Creating a culture of learning at the Guardian

We’re creating a product and user experience (UX) toolkit to help our product managers and UX designers build skill and confidence in their roles. Here’s what we’ve learned so far about creating a culture of learning within the Guardian Digital team.

Charlotte Gauthier

Published on Wednesday, 21 December 2016

Advent developer blog 2016  

Getting ready for the Hack Days
Getting ready for the Hack Days Photograph: Maria-Livia Chiorean

There are a great many websites, podcasts, and YouTube channels that offer would-be product managers and user experience designers “how-to” tutorials or productivity hacks they can easily and immediately implement. The sheer volume of this stuff shows that people are clamouring for it, but I’d suggest there’s a more fundamental user need that’s going unmet.

What’s really missing from product and UX education is something I’ll call “why-to” material. Why-to material elucidates first principles, teaching you to structure your thinking and improve your problem-solving skills. In the words of Elon Musk, this sort of advice “takes a lot more mental energy to apply”, but tuning your judgment is exponentially more effective at making you a better product manager or UXer than any productivity hack. Think 10x, not 10%.

Tuning your judgment is exponentially more effective at making you a better product manager than any productivity hack.

What really differentiates a more junior practitioner from a senior one is a body of knowledge and experience - thought patterns - that is generally acquired over years. Our PUX Toolkit project aims to condense these thought patterns into easy-to-understand articles that show you why things work, even as they explain how things work.

Toolkit, eh?

The idea of a toolkit was the result of a learn-measure-build cycle we went through with the team. First we conducted a survey of the product managers, asking them to rate their level of ability in some of the most important product areas: team management, prioritisation, understanding of UX principles, technical knowledge, and others. The ratings ran from “just beginning to learn” to “could teach others”.

The survey had a twofold purpose: one, to understand what our team’s weaker areas are; two, to start thinking about who on our team could mentor whom in these areas. Naturally, we would pair people who are just beginning to learn with people who believe they could teach a topic, which would be beneficial to both.

After the survey was complete, we gathered the product managers and user experience team together for an ideation session in which we asked them first what were the issues they encountered with learning on-the-job, and second to imagine the future state of product and UX training at the Guardian. We came away with a much better understanding of the issues at hand and loads of interesting ideas for how to proceed.
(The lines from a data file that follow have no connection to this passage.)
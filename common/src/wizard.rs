//! Form state for the three-step campaign wizard.
//!
//! `WizardState` is owned by the wizard component and mutated only through
//! the methods below, which keep the ad-entry list non-empty.

use crate::model::ad_entry::{AdEntry, AdField};
use crate::model::analysis::AnalysisResponse;
use crate::model::history::HistoryItem;
use crate::requests::AnalysisRequest;

/// A wizard step, derived from the current path.
#[derive(Debug, Clone, Copy, PartialEq, Eq, Hash)]
pub enum Step {
    CampaignInfo,
    AdEntries,
    Results,
}

impl Step {
    pub const ALL: [Step; 3] = [Step::CampaignInfo, Step::AdEntries, Step::Results];

    /// Maps a path to its step. Unknown paths land on the first step.
    pub fn from_path(path: &str) -> Step {
        match path {
            "/ad-entries" => Step::AdEntries,
            "/results" => Step::Results,
            _ => Step::CampaignInfo,
        }
    }

    pub fn path(self) -> &'static str {
        match self {
            Step::CampaignInfo => "/campaign-info",
            Step::AdEntries => "/ad-entries",
            Step::Results => "/results",
        }
    }

    pub fn label(self) -> &'static str {
        match self {
            Step::CampaignInfo => "Campaign Info",
            Step::AdEntries => "Ad Entries",
            Step::Results => "Results",
        }
    }

    pub fn index(self) -> usize {
        match self {
            Step::CampaignInfo => 0,
            Step::AdEntries => 1,
            Step::Results => 2,
        }
    }
}

#[derive(Debug, Clone, PartialEq)]
pub struct WizardState {
    pub campaign_name: String,
    entries: Vec<AdEntry>,
    next_key: u64,
    pub response: Option<AnalysisResponse>,
    pub loading: bool,
    pub history: Vec<HistoryItem>,
    pub show_history: bool,
}

impl Default for WizardState {
    fn default() -> Self {
        Self::new()
    }
}

impl WizardState {
    /// Starts with an empty name and a single blank entry.
    pub fn new() -> Self {
        Self {
            campaign_name: String::new(),
            entries: vec![AdEntry::blank(0)],
            next_key: 1,
            response: None,
            loading: false,
            history: Vec::new(),
            show_history: false,
        }
    }

    pub fn entries(&self) -> &[AdEntry] {
        &self.entries
    }

    /// Whether the first step may be left: the name must not be blank.
    pub fn can_advance(&self) -> bool {
        !self.campaign_name.trim().is_empty()
    }

    pub fn can_remove(&self) -> bool {
        self.entries.len() > 1
    }

    pub fn add_entry(&mut self) {
        self.entries.push(AdEntry::blank(self.next_key));
        self.next_key += 1;
    }

    /// Removes the entry at `index`. Refuses to remove the last remaining one.
    pub fn remove_entry(&mut self, index: usize) -> bool {
        if !self.can_remove() || index >= self.entries.len() {
            return false;
        }
        self.entries.remove(index);
        true
    }

    pub fn edit_field(&mut self, index: usize, field: AdField, value: String) -> bool {
        match self.entries.get_mut(index) {
            Some(entry) => {
                entry.set_field(field, value);
                true
            }
            None => false,
        }
    }

    /// Marks the wizard as loading and builds the request to submit.
    pub fn begin_submission(&mut self) -> AnalysisRequest {
        self.loading = true;
        AnalysisRequest::from_form(&self.campaign_name, &self.entries)
    }

    /// Stores the outcome of a submission.
    ///
    /// Returns `true` when a result is available and the view should move on
    /// to the results step. A failure clears any previous result.
    pub fn complete_submission<E>(&mut self, outcome: Result<AnalysisResponse, E>) -> bool {
        self.loading = false;
        match outcome {
            Ok(response) => {
                self.response = Some(response);
                true
            }
            Err(_) => {
                self.response = None;
                false
            }
        }
    }

    pub fn toggle_history(&mut self) {
        self.show_history = !self.show_history;
    }

    pub fn set_history(&mut self, items: Vec<HistoryItem>) {
        self.history = items;
    }
}

#[cfg(test)]
mod tests {
    use super::*;
    use crate::model::analysis::AdAllocation;
    use serde_json::Value;

    fn response() -> AnalysisResponse {
        AnalysisResponse {
            gpt_recommendation: Value::Null,
            data_driven_allocation: vec![AdAllocation {
                name: "Ad1".into(),
                current_budget: 50.0,
                algo_suggested_budget: 70.0,
                sentiment_analysis: None,
            }],
        }
    }

    #[test]
    fn paths_map_to_steps() {
        assert_eq!(Step::from_path("/campaign-info"), Step::CampaignInfo);
        assert_eq!(Step::from_path("/ad-entries"), Step::AdEntries);
        assert_eq!(Step::from_path("/results"), Step::Results);
        assert_eq!(Step::from_path("/"), Step::CampaignInfo);
        assert_eq!(Step::from_path("/nowhere"), Step::CampaignInfo);
        for step in Step::ALL {
            assert_eq!(Step::from_path(step.path()), step);
            assert_eq!(Step::ALL[step.index()], step);
        }
    }

    #[test]
    fn next_requires_non_blank_name() {
        let mut state = WizardState::new();
        assert!(!state.can_advance());

        state.campaign_name = "   \t".into();
        assert!(!state.can_advance());

        for name in ["Summer Sale", " x ", "0"] {
            state.campaign_name = name.into();
            assert!(state.can_advance(), "{name:?}");
        }
    }

    #[test]
    fn last_entry_cannot_be_removed() {
        let mut state = WizardState::new();
        assert!(!state.can_remove());
        assert!(!state.remove_entry(0));
        assert_eq!(state.entries().len(), 1);

        state.add_entry();
        state.add_entry();
        assert!(!state.remove_entry(7));
        assert!(state.remove_entry(1));
        assert!(state.remove_entry(0));
        assert!(!state.remove_entry(0));
        assert_eq!(state.entries().len(), 1);
    }

    #[test]
    fn added_entries_are_blank_with_fresh_keys() {
        let mut state = WizardState::new();
        state.add_entry();
        state.add_entry();
        state.remove_entry(1);
        state.add_entry();

        let keys: Vec<_> = state.entries().iter().map(|e| e.key).collect();
        assert_eq!(keys, [0, 2, 3]);
        assert!(state.entries().iter().all(|e| e.name.is_empty() && e.current_budget.is_empty()));
    }

    #[test]
    fn editing_leaves_other_entries_untouched() {
        let mut state = WizardState::new();
        state.add_entry();
        state.add_entry();
        state.edit_field(0, AdField::Name, "first".into());
        state.edit_field(2, AdField::Clicks, "30".into());
        let before = state.entries().to_vec();

        assert!(state.edit_field(1, AdField::CurrentBudget, "12.5".into()));

        let after = state.entries();
        assert_eq!(after[0], before[0]);
        assert_eq!(after[2], before[2]);
        assert_eq!(after[1].current_budget, "12.5");
        assert_eq!(after[1].name, before[1].name);
        assert_eq!(after[1].clicks, before[1].clicks);
        assert!(!state.edit_field(3, AdField::Name, "ghost".into()));
    }

    #[test]
    fn submission_toggles_loading_and_stores_result() {
        let mut state = WizardState::new();
        state.campaign_name = "Summer Sale".into();
        state.edit_field(0, AdField::Clicks, "abc".into());

        let request = state.begin_submission();
        assert!(state.loading);
        assert_eq!(request.campaign_name, "Summer Sale");
        assert_eq!(request.campaigns[0].clicks, 0);

        assert!(state.complete_submission::<()>(Ok(response())));
        assert!(!state.loading);
        assert_eq!(state.response, Some(response()));
    }

    #[test]
    fn failed_submission_clears_previous_result() {
        let mut state = WizardState::new();
        state.response = Some(response());
        state.begin_submission();

        assert!(!state.complete_submission(Err("service down")));
        assert!(!state.loading);
        assert!(state.response.is_none());
    }

    #[test]
    fn fresh_state_has_no_results_or_history() {
        let mut state = WizardState::new();
        assert!(state.response.is_none());
        assert!(state.history.is_empty());
        assert!(!state.show_history);
        state.toggle_history();
        assert!(state.show_history);
    }
}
With our survey and workshop data in hand, Chris Wilk (group product manager) and I locked ourselves a way for a bit to do some opportunity mapping to define the problem we wanted to solve immediately, and to derive a core assumption that would have to be true in order for our project to be a success.

Our draft problem statement is as follows:

Product managers at the Guardian want to learn and apply discovery and/or analytics techniques in their teams, but a lack of available training/mentoring time with people who know how to do this stuff already is preventing them from doing so.

And here’s our core assumption for this experiment:

By making high-quality information about discovery and analytics techniques freely available to our PMs, they’ll be empowered to learn on their own - thus improving both our products and our team morale.

Assuming we validate our product-market fit, we’ll expand the experimental toolkit to encompass other parts of product and UX.

As you can see, we’ve gone about the project of training our product managers in the same way we hope they’ll go about their own projects. Leading by example is a necessity when it comes to sparking enthusiasm for learning in your team.

Leading by example is a necessity when it comes to sparking enthusiasm for learning in your team.

What’s in this PUX Toolkit?

Right now? We have the germs of some of our first articles on opportunity mapping and a discovery technique called the Assumptions Buffet that was developed by Paul Lamey and Mario Andrade on our UX team. Core topics for our first version include product discovery, optimising ways of working, analytics and measurement, and design thinking skills for PMs.

Someday soon? Everything our team has collectively learned about how to do product management and user experience well, and everything we can glean from other practitioners about what’s worked for them, and why. There will be words, but also diagrams, canvases, and links to other methodologies to try. Our goal is to make it a one-stop shop for new practitioners, and a handy reference for more experienced PMs.

Think of it as the GDS Service Manual for product and UX, if you like.

Will it be open source?

Yes! Glad you asked. Like everything else we build at the Guardian, this toolkit will evolve iteratively. We’ll test and refine the first versions in-house before releasing the first open-source version, and continue testing and improving for a long time to come. Watch this space for updates.